SOLUBLE LIKE STRUCTURE-FUNCTION OF beta-GAL DESORBED FROM INCLUSION BODIES

FLORES, SS; SANCHEZ, JM; NOLAN, MV; PERILLO, MA

Buenos Aires.

Otro; Reunión Conjunta de Sociedades de Biociencias; 2017

Sociedades Argentinas de Biociencias

Bacterial inclusión bodies (IBs) are mesoscopic protein aggregates commonly observed in transformed bacteria, primarily formed by recombinant proteins. Historically, IBs have been considered a hurdle for the production of soluble protein species, and many genetic and process-based strategies have been developed to minimize their formation. However, recent research has described the use of IBs as functional materials usefull as reusable catalysts, drug delivery systems, and functional topographies in tissue engineering [1]. We have proved that β-galactosidase (β-Gal) IBs (IBsβ-Gal) can be found in an amyloidal form which holds in non-amyloidal functional proteins with some particular stability properties. Also, we have demostrated that β-Gal desorbes spontenously from IBs in low osmotic pressure media (achieve by successive dilutions). In this work we study the structure/function relationship of the desorbed β-Gal (β-GalD). By means of intrinsic fluorescence, infrared spectroscopy (IR) and enzymatic activity experiments we have got evidence that β-GalD retains the structural/functional properties of the soluble protein. Furthermore, by means of IR and DLS experiments in real time, we have found that while β-GalD is spontaneously released from the aggregates a reorganization of IBs occurs.

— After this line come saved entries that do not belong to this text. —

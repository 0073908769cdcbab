//! Connection lifecycle error types.

use hub_connect_core::{Platform, StoreError, UnknownPlatform};
use thiserror::Error;

pub type ConnectResult<T> = Result<T, ConnectError>;

#[derive(Debug, Error)]
pub enum ConnectError {
    #[error("Invalid configuration: {0}")]
    Configuration(String),

    #[error("Unknown platform: {0}")]
    UnknownPlatform(String),

    #[error("Missing required parameter: {0}")]
    MissingParameter(String),

    #[error("Invalid parameter {name}: {reason}")]
    InvalidParameter { name: String, reason: String },

    #[error("Token exchange failed: {0}")]
    TokenExchange(String),

    #[error("Token refresh failed: {0}")]
    TokenRefresh(String),

    #[error("Profile fetch failed: {0}")]
    ProfileFetch(String),

    #[error("Content fetch failed: {0}")]
    ContentFetch(String),

    #[error("Unsupported content type for {platform}: {content_type}")]
    UnsupportedContentType {
        platform: Platform,
        content_type: String,
    },

    #[error("Token revocation failed: {0}")]
    Revocation(String),

    #[error("Not implemented: {0}")]
    NotImplemented(String),

    #[error("No {platform} connection found for user {user_id}")]
    ConnectionNotFound { user_id: String, platform: Platform },

    #[error("No refresh token stored for the {platform} connection of user {user_id}")]
    NoRefreshToken { user_id: String, platform: Platform },

    #[error("Invalid or expired state parameter")]
    InvalidState,

    #[error("PKCE code verifier missing for {0}")]
    MissingCodeVerifier(Platform),

    #[error("Storage error: {0}")]
    Store(#[from] StoreError),

    #[error("URL parsing error: {0}")]
    Url(#[from] url::ParseError),
}

impl From<UnknownPlatform> for ConnectError {
    fn from(err: UnknownPlatform) -> Self {
        ConnectError::UnknownPlatform(err.0)
    }
}

impl ConnectError {
    /// HTTP status class for JSON-returning routes.
    pub fn status_code(&self) -> u16 {
        match self {
            ConnectError::UnknownPlatform(_)
            | ConnectError::MissingParameter(_)
            | ConnectError::InvalidParameter { .. }
            | ConnectError::UnsupportedContentType { .. }
            | ConnectError::NoRefreshToken { .. }
            | ConnectError::InvalidState
            | ConnectError::MissingCodeVerifier(_) => 400,
            ConnectError::ConnectionNotFound { .. } => 404,
            ConnectError::NotImplemented(_) => 501,
            ConnectError::TokenExchange(_)
            | ConnectError::TokenRefresh(_)
            | ConnectError::ProfileFetch(_)
            | ConnectError::ContentFetch(_)
            | ConnectError::Revocation(_) => 502,
            ConnectError::Configuration(_) | ConnectError::Store(_) | ConnectError::Url(_) => 500,
        }
    }

    /// Opaque tag placed on the dashboard redirect when a callback fails.
    ///
    /// Never contains error text from upstream or from internal failures.
    pub fn redirect_tag(&self) -> &'static str {
        match self {
            ConnectError::Store(_) => "database_error",
            ConnectError::InvalidState => "invalid_state",
            _ => "oauth_failed",
        }
    }
}

/// Pull a human-readable description out of a provider error body.
///
/// Providers disagree on the shape: standard OAuth uses `error_description`,
/// Instagram `error_message` or `error.message`, Twitter `detail`, Calendly
/// `message`, Shopify `errors`.
pub(crate) fn upstream_description(body: &str) -> Option<String> {
    let value: serde_json::Value = serde_json::from_str(body).ok()?;

    let as_text = |v: &serde_json::Value| match v {
        serde_json::Value::String(s) if !s.is_empty() => Some(s.clone()),
        serde_json::Value::Null | serde_json::Value::String(_) => None,
        other => Some(other.to_string()),
    };

    if let Some(text) = value.get("error_description").and_then(as_text) {
        return Some(text);
    }
    if let Some(text) = value.get("error_message").and_then(as_text) {
        return Some(text);
    }
    match value.get("error") {
        Some(serde_json::Value::Object(error)) => {
            if let Some(text) = error.get("message").and_then(as_text) {
                return Some(text);
            }
        }
        Some(error) => {
            if let Some(text) = as_text(error) {
                return Some(text);
            }
        }
        None => {}
    }
    ["detail", "message", "errors"]
        .iter()
        .find_map(|key| value.get(*key).and_then(as_text))
}

#[cfg(test)]
mod tests {
    use super::*;

    #[test]
    fn test_upstream_description_shapes() {
        assert_eq!(
            upstream_description(r#"{"error":"invalid_grant","error_description":"Bad code"}"#),
            Some("Bad code".to_string())
        );
        assert_eq!(
            upstream_description(r#"{"error_type":"OAuthException","error_message":"Expired"}"#),
            Some("Expired".to_string())
        );
        assert_eq!(
            upstream_description(r#"{"error":{"message":"Invalid OAuth access token"}}"#),
            Some("Invalid OAuth access token".to_string())
        );
        assert_eq!(
            upstream_description(r#"{"title":"Unauthorized","detail":"Unauthorized"}"#),
            Some("Unauthorized".to_string())
        );
        assert_eq!(
            upstream_description(r#"{"errors":"[API] Invalid API key"}"#),
            Some("[API] Invalid API key".to_string())
        );
        assert_eq!(upstream_description("<html>gateway</html>"), None);
    }

    #[test]
    fn test_status_classes() {
        assert_eq!(ConnectError::Configuration("x".into()).status_code(), 500);
        assert_eq!(ConnectError::MissingParameter("shop".into()).status_code(), 400);
        assert_eq!(
            ConnectError::ConnectionNotFound {
                user_id: "u".into(),
                platform: Platform::Twitter
            }
            .status_code(),
            404
        );
        assert_eq!(ConnectError::TokenRefresh("x".into()).status_code(), 502);
    }

    #[test]
    fn test_redirect_tags_are_opaque() {
        let err = ConnectError::TokenExchange("secret upstream detail".into());
        assert_eq!(err.redirect_tag(), "oauth_failed");
        let err = ConnectError::Store(StoreError::Backend("disk on fire".into()));
        assert_eq!(err.redirect_tag(), "database_error");
    }
}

This results demonstrate that the IBs isolation and the concomitant dilution steps of this sample is a simple and a proper methodology to obtain active protein. Hence, the nature of the recombinant protein and the conditions for IBs formation and isolation determine the success of the desorption of the protein in a soluble-like conformation.1.Rinas, U., et al., Bacterial Inclusion Bodies: Discovering Their Better Half.Trends in BiochemicalSciences, 2017.